Po ostatnim wyścigu o Grand Prix Monako Ferrari zdecydowało się wnieść protest ze względu na dyskusyjne wyjazdy z pit lane obu kierowców Red Bulla - zarówno Perez, jak i Verstappen podczas powrotu do rywalizacji najechali na linię oddzielającą wyjazd z pit lane od linii wyścigowej. FIA zdecydowała się odrzucić protest tłumacząc to tym, że koła samochodów Red Bulla tylko częściowo znalazły się na lewo od żółtej linii.

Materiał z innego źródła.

//! This module provides a `tracing` layer that routes events into a
//! `LogRouter`.
//!
//! Each event target is a source. Events on the fallback target are skipped
//! so the router's own diagnostics never loop back into it.
use super::format::Location;
use super::record::Severity;
use super::router::FALLBACK_TARGET;
use super::service::RouterHandle;
use tracing::{Event, Subscriber};
use tracing_subscriber::{layer::Context, registry::LookupSpan, Layer};

/// A `tracing` layer that forwards events through a `RouterHandle`.
pub struct RouterLayer {
    router: RouterHandle,
}

impl RouterLayer {
    /// Creates a new `RouterLayer`.
    ///
    /// # Arguments
    ///
    /// * `router` - The handle events are sent through.
    pub fn new(router: RouterHandle) -> Self {
        Self { router }
    }
}

impl<S> Layer<S> for RouterLayer
where
    S: Subscriber + for<'a> LookupSpan<'a>,
{
    /// Handles a `tracing` event.
    ///
    /// Extracts the message and fields, maps the level to a `Severity`
    /// (a `critical = true` field raises it to `Critical`) and emits the
    /// record under the event's target.
    fn on_event(&self, event: &Event<'_>, _ctx: Context<'_, S>) {
        let metadata = event.metadata();
        let target = metadata.target();
        if target == FALLBACK_TARGET {
            return;
        }

        let mut visitor = MessageVisitor::default();
        event.record(&mut visitor);

        let severity = if visitor.critical {
            Severity::Critical
        } else {
            Severity::from_level(metadata.level())
        };
        let message = visitor.into_text();

        // Last path component keeps the location short.
        let module = metadata
            .module_path()
            .map(|path| path.rsplit("::").next().unwrap_or(path))
            .unwrap_or(target);

        self.router.emit(
            target,
            severity,
            &message,
            Some(Location {
                module,
                line: metadata.line(),
            }),
        );
    }
}

/// A `tracing::field::Visit` implementation collecting the message and any
/// extra fields as `name=value`.
#[derive(Default)]
struct MessageVisitor {
    message: String,
    fields: String,
    critical: bool,
}

impl MessageVisitor {
    /// The message followed by the extra fields.
    fn into_text(self) -> String {
        match (self.message.is_empty(), self.fields.is_empty()) {
            (_, true) => self.message,
            (true, false) => self.fields,
            (false, false) => format!("{} {}", self.message, self.fields),
        }
    }

    fn push_field(&mut self, name: &str, value: impl std::fmt::Display) {
        if !self.fields.is_empty() {
            self.fields.push(' ');
        }
        self.fields.push_str(&format!("{}={}", name, value));
    }
}

impl tracing::field::Visit for MessageVisitor {
    fn record_debug(&mut self, field: &tracing::field::Field, value: &dyn std::fmt::Debug) {
        if field.name() == "message" {
            self.message = format!("{:?}", value);
        } else {
            self.push_field(field.name(), format!("{:?}", value));
        }
    }

    fn record_str(&mut self, field: &tracing::field::Field, value: &str) {
        if field.name() == "message" {
            self.message = value.to_string();
        } else {
            self.push_field(field.name(), value);
        }
    }

    fn record_bool(&mut self, field: &tracing::field::Field, value: bool) {
        if field.name() == "critical" {
            self.critical = value;
        } else {
            self.push_field(field.name(), value);
        }
    }

    fn record_i64(&mut self, field: &tracing::field::Field, value: i64) {
        self.push_field(field.name(), value);
    }

    fn record_u64(&mut self, field: &tracing::field::Field, value: u64) {
        self.push_field(field.name(), value);
    }
}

Yuki Tsunoda, który w ubiegłorocznym Grand Prix Austrii za podobne przewinienie został ukarany dwukrotnie, zwraca uwagę na brak konsekwencji sędziów w tym aspekcie. Japończyk jest tym faktem zaniepokojony głównie ze względu na to, że sam w tym sezonie ma na swoim koncie już cztery reprymendy, a ostatnią otrzymał w Monako, za blokowanie Kevina Magnussena podczas treningów. Piąta reprymenda będzie skutkowała karnym przesunięciem na polach startowych.

Nie ufam FIA - stwierdził kierowca AlphaTauri. Za każdym razem są rażąco niekonsekwentni. Już teraz mam cztery reprymendy, a ostatnią, w Monako, do dziś nie wiem za co dostałem. Mam na myśli to, że nie jest dobrze, gdy jedni kierowcy dostają kary, a inni robią gorsze rzeczy i nawet nie rozpatruje się ich przewinień. W innych wyścigach FIA za to nagle staje się surowa i tak dalej.

Jeśli więc ktoś najedzie na białą linię w niektórych wyścigach byłyby kary. Jeśli o mnie chodzi, zamierzam trzymać się tego, co mówią przepisy, albo jeździć w sposób tak bezpieczny, jak tylko jest to możliwe, żeby nie wpaść w żadne kłopoty. Nie uważam więc, że «Max i Checo najechali na linię w Monako, więc i my możemy». Za każdym razem jest to zupełnie inna sytuacja.

W tym sezonie obowiązki dyrektora wyścigu na przemian pełnią Niels Wittich i Eduardo Freitas, co, zdaniem Tsunody, przełożyło się na odmienne podejścia do egzekwowania przepisów. To zupełnie różne style - powiedział 22-latek. Nie będę odnosił się do nich tylko negatywnie, ponieważ to dobrze, że próbują być konsekwentni i sprawiedliwi dla wszystkich tak, jak tylko się da. Przepisy odnośnie choćby limitów toru są teraz o wiele bardziej jasne.

Jednak jest wiele innych rzeczy, jak na przykład incydenty wyścigowe czy zarządzanie ruchem i tym podobne sprawy - uważam że jeśli miałbym porównywać, to Michael Masi miał w tym zakresie większe doświadczenie. Potrzeba więcej czasu, by do tego przywyknąć lub zebrać doświadczenie konieczne do gromadzenia danych potrzebnych do skonstruowania naprawdę dobrych przepisów. Do tej pory będę musiał próbować przetrwać i unikać kar - dodał Tsunoda.

Także Kevin Magnussen z Haasa uważa, że nowi dyrektorzy wyścigowi z ramienia FIA potrzebują więcej czasu by zaadaptować się do swoich ról. To jasne, że mamy obecnie rotację i pojawili się w FIA nowi ludzie. Na pewno się poprawią, ale na tę chwilę zapewne próbują odnaleźć się w nowej pracy. Musimy dać im trochę czasu na zapoznanie się ze wszystkim - powiedział Duńczyk.